Taking photos at the scene of a crash is a way to preserve the evidence. As soon as an accident occurs, evidence will begin to disappear. Any photos you take at the scene will be helpful when dealing with insurance claims adjusters, and they can help in the event there is a personal injury lawsuit.
Photographs taken at the scene will help paint a picture of what happened. They can help refresh a person’s memory down the road when talking to insurance companies or testifying in court.
Capture the details of the crash
When you start taking pictures after a crash, you may not know what you need to take photos of. In general, the more photos you take, the better. If you are using a disposable camera, you will have to choose what you photograph carefully.
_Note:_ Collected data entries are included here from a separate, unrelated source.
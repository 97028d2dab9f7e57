// src/display/manager.rs
//! DisplayContext - the state every compositor notification updates.
//!
//! Replaces a process-wide display struct: the platform glue owns one
//! context and passes it by reference to each handler. It ties the buffer
//! pool to the frame gate so there is a single commit path.

use crate::display::driver::Presenter;
use crate::display::messages::EventHandler;
use crate::display::pool::{BufferId, BufferPool};
use crate::display::sync::FrameSync;
use crate::error::DisplayError;
use log::{debug, info, trace};

pub struct DisplayContext<B> {
    width: u32,
    height: u32,
    pool: BufferPool<B>,
    sync: FrameSync,
    configured: bool,
    quit: bool,
    keyboard: bool,
    key_code: u32,
    anomalies: u64,
}

impl<B> DisplayContext<B> {
    pub fn new(width: u32, height: u32) -> Self {
        Self {
            width,
            height,
            pool: BufferPool::new(),
            sync: FrameSync::new(),
            configured: false,
            quit: false,
            keyboard: false,
            key_code: 0,
            anomalies: 0,
        }
    }

    /// Commits the first frame regardless of draw status, seeding the
    /// frame-callback pipeline.
    pub fn submit_initial<P>(&mut self, presenter: &mut P) -> Result<(), DisplayError>
    where
        P: Presenter<Buffer = B>,
    {
        self.submit(presenter)?;
        info!("DisplayContext: initial frame submitted");
        Ok(())
    }

    /// Submits a frame if content changed and the compositor is ready.
    /// Returns whether a frame went out. Never submits after a close request.
    pub fn check_predraw<P>(&mut self, presenter: &mut P) -> Result<bool, DisplayError>
    where
        P: Presenter<Buffer = B>,
    {
        if self.quit || !self.sync.should_submit() {
            return Ok(false);
        }
        self.submit(presenter)?;
        Ok(true)
    }

    // The damage rectangle is always the configured size; an oversized
    // "everything" rectangle is rejected by some compositors.
    fn submit<P>(&mut self, presenter: &mut P) -> Result<(), DisplayError>
    where
        P: Presenter<Buffer = B>,
    {
        presenter.request_frame()?;
        self.sync.arm_callback();
        presenter.damage(self.width, self.height);
        let (id, buffer) = self.pool.acquire(|id| presenter.create_buffer(id))?;
        presenter.attach(buffer);
        presenter.commit();
        presenter.flush()?;
        self.sync.complete_submission();
        trace!(
            "DisplayContext: frame {} committed with {:?}",
            self.sync.submissions(),
            id
        );
        Ok(())
    }

    /// Destroys every pooled buffer. Safe to repeat.
    pub fn teardown<P>(&mut self, presenter: &mut P)
    where
        P: Presenter<Buffer = B>,
    {
        self.pool.destroy_all(|buffer| presenter.destroy_buffer(buffer));
    }

    /// Consumes the last key press, if any.
    pub fn take_key(&mut self) -> Option<u32> {
        match std::mem::take(&mut self.key_code) {
            0 => None,
            key => Some(key),
        }
    }

    pub fn sync(&self) -> &FrameSync {
        &self.sync
    }

    pub fn sync_mut(&mut self) -> &mut FrameSync {
        &mut self.sync
    }

    pub fn pool(&self) -> &BufferPool<B> {
        &self.pool
    }

    pub fn is_configured(&self) -> bool {
        self.configured
    }

    pub fn is_quit(&self) -> bool {
        self.quit
    }

    pub fn has_keyboard(&self) -> bool {
        self.keyboard
    }

    /// Consistency anomalies seen so far (all logged, none fatal), drawing
    /// included.
    pub fn anomalies(&self) -> u64 {
        self.anomalies + self.sync.anomalies()
    }
}

impl<B> EventHandler for DisplayContext<B> {
    fn on_configure(&mut self, serial: u32) {
        if !self.configured {
            info!("DisplayContext: got surface configure (serial {})", serial);
        }
        self.configured = true;
    }

    fn on_frame_done(&mut self, time: u32) {
        debug!("DisplayContext: frame is done ({})", time);
        self.sync.frame_done();
    }

    fn on_buffer_released(&mut self, id: BufferId) {
        if self.pool.release(id).is_err() {
            self.anomalies += 1;
        }
    }

    fn on_key(&mut self, serial: u32, time: u32, key: u32, pressed: bool) {
        debug!(
            "DisplayContext: key serial:{} time:{} key:{} pressed:{}",
            serial, time, key, pressed
        );
        if pressed {
            self.key_code = key;
        }
    }

    fn on_seat_capabilities(&mut self, keyboard: bool) {
        if keyboard && !self.keyboard {
            info!("DisplayContext: found keyboard");
        } else if !keyboard && self.keyboard {
            info!("DisplayContext: keyboard went away");
        }
        self.keyboard = keyboard;
    }

    fn on_close(&mut self) {
        info!("DisplayContext: close requested");
        self.quit = true;
    }
}
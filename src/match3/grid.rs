//! Tile grid storage: flat row-major cells with gravity and refill.

use rand::Rng;

/// One palette color, an index below the configured palette size.
#[derive(Debug, Clone, Copy, PartialEq, Eq)]
#[cfg_attr(feature = "serde", derive(serde::Serialize, serde::Deserialize))]
pub struct Tile(pub u8);

/// A grid cell: a colored tile or empty space.
pub type Cell = Option<Tile>;

/// Square tile grid stored as a flat row-major array. Row 0 is the top;
/// gravity pulls tiles toward the highest row index.
#[derive(Debug, Clone, PartialEq, Eq)]
#[cfg_attr(feature = "serde", derive(serde::Serialize, serde::Deserialize))]
pub struct TileGrid {
    size: usize,
    cells: Vec<Cell>,
}

impl TileGrid {
    /// Create an all-empty grid.
    pub fn new(size: usize) -> Self {
        TileGrid {
            size,
            cells: vec![None; size * size],
        }
    }

    /// Build a grid from rows, for fixtures and tests. Rows must form a
    /// square.
    pub fn from_rows(rows: Vec<Vec<Cell>>) -> Self {
        let size = rows.len();
        assert!(
            rows.iter().all(|row| row.len() == size),
            "grid rows must form a square"
        );
        let cells = rows.into_iter().flatten().collect();
        TileGrid { size, cells }
    }

    /// The grid as rows, top to bottom.
    pub fn rows(&self) -> Vec<Vec<Cell>> {
        self.cells.chunks(self.size).map(|c| c.to_vec()).collect()
    }

    pub fn size(&self) -> usize {
        self.size
    }

    fn index(&self, row: usize, col: usize) -> usize {
        row * self.size + col
    }

    pub fn in_bounds(&self, row: usize, col: usize) -> bool {
        row < self.size && col < self.size
    }

    /// Cell at (row, col); `None` when out of bounds.
    pub fn get(&self, row: usize, col: usize) -> Option<Cell> {
        if self.in_bounds(row, col) {
            Some(self.cells[self.index(row, col)])
        } else {
            None
        }
    }

    /// Color at (row, col); `None` when empty or out of bounds.
    pub fn color(&self, row: usize, col: usize) -> Option<Tile> {
        self.get(row, col).flatten()
    }

    /// Set the cell at (row, col). Returns `false` when out of bounds.
    pub fn set(&mut self, row: usize, col: usize, cell: Cell) -> bool {
        if !self.in_bounds(row, col) {
            return false;
        }
        let idx = self.index(row, col);
        self.cells[idx] = cell;
        true
    }

    /// Swap the contents of two cells. No-op when either is out of
    /// bounds.
    pub fn swap(&mut self, a: (usize, usize), b: (usize, usize)) -> bool {
        if !self.in_bounds(a.0, a.1) || !self.in_bounds(b.0, b.1) {
            return false;
        }
        let ia = self.index(a.0, a.1);
        let ib = self.index(b.0, b.1);
        self.cells.swap(ia, ib);
        true
    }

    pub fn is_full(&self) -> bool {
        self.cells.iter().all(|cell| cell.is_some())
    }

    pub fn empty_count(&self) -> usize {
        self.cells.iter().filter(|cell| cell.is_none()).count()
    }

    /// Assign a uniform random palette color to every empty cell.
    /// Returns how many cells were filled.
    pub fn fill_empty<R: Rng + ?Sized>(&mut self, rng: &mut R, colors: u8) -> usize {
        let mut filled = 0;
        for cell in &mut self.cells {
            if cell.is_none() {
                *cell = Some(Tile(rng.random_range(0..colors)));
                filled += 1;
            }
        }
        filled
    }

    /// Per-column stable compaction toward the bottom row. Tiles keep
    /// their top-to-bottom order; vacated cells collect at the top.
    pub fn drop_tiles(&mut self) {
        for col in 0..self.size {
            let mut column = Vec::with_capacity(self.size);
            for row in 0..self.size {
                if let Some(tile) = self.cells[row * self.size + col] {
                    column.push(tile);
                }
            }
            let empty_rows = self.size - column.len();
            for row in 0..self.size {
                self.cells[row * self.size + col] = if row < empty_rows {
                    None
                } else {
                    Some(column[row - empty_rows])
                };
            }
        }
    }
}

/// Boolean grid parallel to a [`TileGrid`], marking the cells that
/// participate in the most recently detected match set.
#[derive(Debug, Clone, PartialEq, Eq)]
pub struct MatchMask {
    size: usize,
    marked: Vec<bool>,
}

impl MatchMask {
    pub fn new(size: usize) -> Self {
        MatchMask {
            size,
            marked: vec![false; size * size],
        }
    }

    pub fn size(&self) -> usize {
        self.size
    }

    pub fn mark(&mut self, row: usize, col: usize) {
        let idx = row * self.size + col;
        self.marked[idx] = true;
    }

    pub fn is_marked(&self, row: usize, col: usize) -> bool {
        self.marked[row * self.size + col]
    }

    pub fn any(&self) -> bool {
        self.marked.iter().any(|&m| m)
    }

    pub fn count(&self) -> usize {
        self.marked.iter().filter(|&&m| m).count()
    }
}
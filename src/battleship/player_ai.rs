//! AI player: pre-shuffled search order plus frontier expansion around
//! hits.

use log::trace;
use rand::rngs::SmallRng;
use rand::seq::SliceRandom;

use crate::battleship::board::Board;
use crate::battleship::common::{BoardError, Coord, ShotResult};
use crate::battleship::player::Player;

/// Current targeting mode: random search until something is hit, then
/// work the frontier queue until the ship goes down.
#[derive(Debug, Clone, Copy, PartialEq, Eq)]
pub enum TargetingMode {
    Searching,
    Targeting,
}

/// Computer opponent.
///
/// Holds a pre-shuffled permutation of every board cell, consumed from
/// the back, so a whole game never repeats a coordinate. Hits push the
/// orthogonal neighbors onto a last-in-first-out target queue that
/// drains before random search resumes.
pub struct AiPlayer {
    name: String,
    board_size: usize,
    pool: Vec<Coord>,
    targets: Vec<Coord>,
    mode: TargetingMode,
}

impl AiPlayer {
    /// Build the AI, shuffling its move order once up front.
    pub fn new(name: impl Into<String>, board_size: usize, rng: &mut SmallRng) -> Self {
        let mut pool = Vec::with_capacity(board_size * board_size);
        for row in 0..board_size {
            for col in 0..board_size {
                pool.push((row, col));
            }
        }
        pool.shuffle(rng);
        AiPlayer {
            name: name.into(),
            board_size,
            pool,
            targets: Vec::new(),
            mode: TargetingMode::Searching,
        }
    }

    pub fn mode(&self) -> TargetingMode {
        self.mode
    }

    /// Frontier cells queued for follow-up shots, oldest first.
    pub fn queued_targets(&self) -> &[Coord] {
        &self.targets
    }

    /// Unshot cells remaining in the random search pool.
    pub fn remaining_pool(&self) -> &[Coord] {
        &self.pool
    }

    fn queue_neighbors(&mut self, (row, col): Coord) {
        let deltas = [(0i64, 1i64), (1, 0), (0, -1), (-1, 0)];
        for (dr, dc) in deltas {
            let r = row as i64 + dr;
            let c = col as i64 + dc;
            if r < 0 || c < 0 || r >= self.board_size as i64 || c >= self.board_size as i64 {
                continue;
            }
            let coord = (r as usize, c as usize);
            // only cells still in the unshot pool qualify; pulling them
            // out of the pool also keeps the queue duplicate-free
            if let Some(idx) = self.pool.iter().position(|&m| m == coord) {
                self.pool.remove(idx);
                self.targets.push(coord);
            }
        }
    }
}

impl Player for AiPlayer {
    fn name(&self) -> &str {
        &self.name
    }

    fn place_ships(&mut self, rng: &mut SmallRng, board: &mut Board) -> Result<(), BoardError> {
        board.place_fleet(rng)
    }

    fn select_target(&mut self, _rng: &mut SmallRng, _opponent: &Board) -> Coord {
        if let Some(coord) = self.targets.pop() {
            trace!("{} fires at queued target {:?}", self.name, coord);
            return coord;
        }
        self.mode = TargetingMode::Searching;
        self.pool.pop().unwrap_or((0, 0))
    }

    fn handle_shot_result(&mut self, coord: Coord, result: ShotResult) {
        match result {
            ShotResult::Hit => {
                self.queue_neighbors(coord);
                self.mode = TargetingMode::Targeting;
            }
            ShotResult::Sunk => {
                self.targets.clear();
                self.mode = TargetingMode::Searching;
            }
            ShotResult::Miss | ShotResult::AlreadyShot => {
                if self.targets.is_empty() {
                    self.mode = TargetingMode::Searching;
                }
            }
        }
    }
}
//! Turn-based battleship: board state, shot resolution and players.

mod board;
mod common;
mod config;
mod game;
mod player;
mod player_ai;
mod player_cli;
mod ship;

pub use board::*;
pub use common::*;
pub use config::*;
pub use game::*;
pub use player::*;
pub use player_ai::*;
pub use player_cli::*;
pub use ship::*;
//! Two self-contained board-game engines: classic battleship and a
//! match-3 tile puzzle.
//!
//! Both cores are synchronous, single-threaded state machines over a
//! square grid. Every randomized choice (ship auto-placement, AI move
//! order, tile refill) draws from a caller-supplied RNG, so whole games
//! replay exactly from a seed.

pub mod battleship;
mod logging;
pub mod match3;

pub use logging::init_logging;
//! Running score with tiered combo bonuses.

use crate::match3::config::ScoreConfig;

/// Monotonically non-decreasing score total.
#[derive(Debug, Clone, PartialEq, Eq)]
#[cfg_attr(feature = "serde", derive(serde::Serialize, serde::Deserialize))]
pub struct ScoreBoard {
    config: ScoreConfig,
    total: u64,
}

impl ScoreBoard {
    pub fn new(config: ScoreConfig) -> Self {
        ScoreBoard { config, total: 0 }
    }

    pub fn total(&self) -> u64 {
        self.total
    }

    fn bonus_for(&self, tiles_removed: u32) -> u64 {
        let mut best_threshold = None;
        for &(threshold, multiplier) in &self.config.bonus_tiers {
            if tiles_removed >= threshold {
                match best_threshold {
                    Some((best, _)) if best >= threshold => {}
                    _ => best_threshold = Some((threshold, multiplier)),
                }
            }
        }
        match best_threshold {
            Some((_, multiplier)) => tiles_removed as u64 * multiplier as u64,
            None => 0,
        }
    }

    /// Points for a single removal burst: per-tile base plus the highest
    /// bonus tier reached. Pure; does not touch the total.
    pub fn points_for(&self, tiles_removed: u32) -> u64 {
        if tiles_removed == 0 {
            return 0;
        }
        tiles_removed as u64 * self.config.per_tile as u64 + self.bonus_for(tiles_removed)
    }

    /// Score a removal burst and return the points added.
    pub fn add_for_tiles(&mut self, tiles_removed: u32) -> u64 {
        let points = self.points_for(tiles_removed);
        self.total += points;
        points
    }
}
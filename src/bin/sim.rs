use gridgames::battleship::{AiPlayer, BoardConfig, Game, Player};
use rand::rngs::SmallRng;
use rand::SeedableRng;
use serde_json::json;

fn main() -> anyhow::Result<()> {
    let args: Vec<String> = std::env::args().collect();
    if args.len() != 3 {
        eprintln!("Usage: {} <seed1> <seed2>", args[0]);
        std::process::exit(1);
    }
    let seed1: u64 = args[1].parse()?;
    let seed2: u64 = args[2].parse()?;

    let config = BoardConfig::default();
    let mut rng1 = SmallRng::seed_from_u64(seed1);
    let mut rng2 = SmallRng::seed_from_u64(seed2);
    let players: [Box<dyn Player>; 2] = [
        Box::new(AiPlayer::new("player1", config.size, &mut rng1)),
        Box::new(AiPlayer::new("player2", config.size, &mut rng2)),
    ];

    let mut game = Game::new(config, players);
    let mut rng = SmallRng::seed_from_u64(seed1.wrapping_add(seed2.rotate_left(32)));
    game.setup(&mut rng)?;
    let outcome = game.run(&mut rng)?;

    let winner = if outcome.winner == 0 {
        "player1"
    } else {
        "player2"
    };
    let result = json!({
        "player1": {"shots": outcome.shots[0]},
        "player2": {"shots": outcome.shots[1]},
        "winner": winner,
    });
    println!("{}", serde_json::to_string(&result)?);
    Ok(())
}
The most important photos you need to take include those of:
- your car and any damage to the vehicle
- the other vehicles involved in the accident and any damage they sustained
- any skid marks caused by the accident
- any vehicle parts, shattered glass, or other debris that may be scattered around the crash scene
- the accident site itself, including intersections, parking lots, or other locations
- the location and condition of stop signs and traffic signals (particularly if they are broken)
- the environment and weather conditions
- any visible bodily injuries to you, your passengers, and other parties (other parties may not consent to photos being taken)
When you are taking photos, and you have space on the camera to do so, be sure to take photographs from various angles and distances. For example, if you are taking photos of bumper damage, do so from a distance of one to five feet, then back up and take a photo from 10 to 15 feet away. Do so again from a longer distance.
Do this with all of the subjects around the scene. By taking photos of damages, injuries, and conditions at various angles and distances, you can show insurance adjusters and/or a jury every aspect of the crash, and the scene can be carefully recreated in their minds.
These photos protect you
By taking photographs, you will help ensure you are treated fairly and that you receive the compensation you deserve after a crash. If another person caused the crash, your photos could help prove that.
You will also be protected if the other party or their insurance carrier tries to place some (or all) of the blame for the crash on you. The photos you take will work to show that their version of events is not true.